A problem that confronts clinicians in the treatment of
cancer is the resistance of hypoxic
tumors to
chemotherapy and
radiation therapy. Thus, the development of new drugs that are toxic to hypoxic cells found in solid
tumors is an important objective for effective anticancer
chemotherapy. We recently showed that the heterocyclic aromatic N-
oxides,
quinoxaline 1,4-dioxides (QdNOs), are cytotoxic to tumor cells cultured under
hypoxia.

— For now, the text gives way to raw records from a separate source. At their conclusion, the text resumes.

//! Display buckets for bias and relevance scores.
//!
//! A bucket's lower edge is inclusive: a score sitting exactly on a threshold
//! belongs to the higher bucket.

use serde::Serialize;

pub const BIAS_MODERATE_THRESHOLD: f64 = 0.3;
pub const BIAS_HIGH_THRESHOLD: f64 = 0.6;

pub const RELEVANCE_MEDIUM_THRESHOLD: f64 = 0.6;
pub const RELEVANCE_HIGH_THRESHOLD: f64 = 0.8;

#[derive(Debug, Clone, Copy, PartialEq, Eq, Serialize)]
#[serde(rename_all = "lowercase")]
pub enum BiasLevel {
    Low,
    Moderate,
    High,
}

impl BiasLevel {
    pub fn from_score(score: f64) -> Self {
        if score < BIAS_MODERATE_THRESHOLD {
            BiasLevel::Low
        } else if score < BIAS_HIGH_THRESHOLD {
            BiasLevel::Moderate
        } else {
            BiasLevel::High
        }
    }

    pub fn label(self) -> &'static str {
        match self {
            BiasLevel::Low => "Low bias",
            BiasLevel::Moderate => "Moderate bias",
            BiasLevel::High => "High bias",
        }
    }

    pub fn color(self) -> &'static str {
        match self {
            BiasLevel::Low => "#16a34a",
            BiasLevel::Moderate => "#ca8a04",
            BiasLevel::High => "#dc2626",
        }
    }
}

#[derive(Debug, Clone, Copy, PartialEq, Eq, Serialize)]
#[serde(rename_all = "lowercase")]
pub enum RelevanceLevel {
    Low,
    Medium,
    High,
}

impl RelevanceLevel {
    pub fn from_score(score: f64) -> Self {
        if score >= RELEVANCE_HIGH_THRESHOLD {
            RelevanceLevel::High
        } else if score >= RELEVANCE_MEDIUM_THRESHOLD {
            RelevanceLevel::Medium
        } else {
            RelevanceLevel::Low
        }
    }

    pub fn label(self) -> &'static str {
        match self {
            RelevanceLevel::Low => "Low relevance",
            RelevanceLevel::Medium => "Relevant",
            RelevanceLevel::High => "Highly relevant",
        }
    }
}

pub fn bias_label(score: f64) -> &'static str {
    BiasLevel::from_score(score).label()
}

pub fn bias_color(score: f64) -> &'static str {
    BiasLevel::from_score(score).color()
}

pub fn relevance_label(score: f64) -> &'static str {
    RelevanceLevel::from_score(score).label()
}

In this study, we evaluated the
hypoxia-selective toxicity of four diversely substituted QdNOs and determined their effect on the expression of
hypoxia inducible factor (HIF) 1alpha in the human
colon cancer cell line T-84. The various QdNOs were found to possess a 50- to 100-fold greater cytotoxicity to T-84 cells cultured under
hypoxia compared with oxia. Interestingly, the
hypoxia cytotoxicity ratio (HCR), the ratio of equitoxic concentrations of the drug under aerobic/anoxic conditions, was highly structure related and depended on the nature of the substituents on the QdNO heterocycle. The most cytotoxic 2-benzoyl-3-phenyl-6,7-dichloro derivative of QdNO (DCQ) was potent at a dose of 1 microM with an HCR of 100 and significantly reduced the levels of HIF-1alpha transcript and
protein. The 2-benzoyl-3-phenyl derivative (BPQ) had a
hypoxia potency of 20 microM and an HCR of 40. By contrast, the 2-aceto-3-methyl and the 2,3-tetramethylene (TMQ) derivatives of QdNO were much less cytotoxic under
hypoxia (HCRs of 8.5 and 6.5, respectively) and reduced the expression of HIF-1alpha
mRNA to a much lesser extent. Because the nonchlorinated analogue BPQ did not demonstrate behavior similar to that of DCQ, we hypothesize that the C-6, C-7-chlorine of DCQ might play a significant role in the selective hypoxic cytotoxicity of the drug.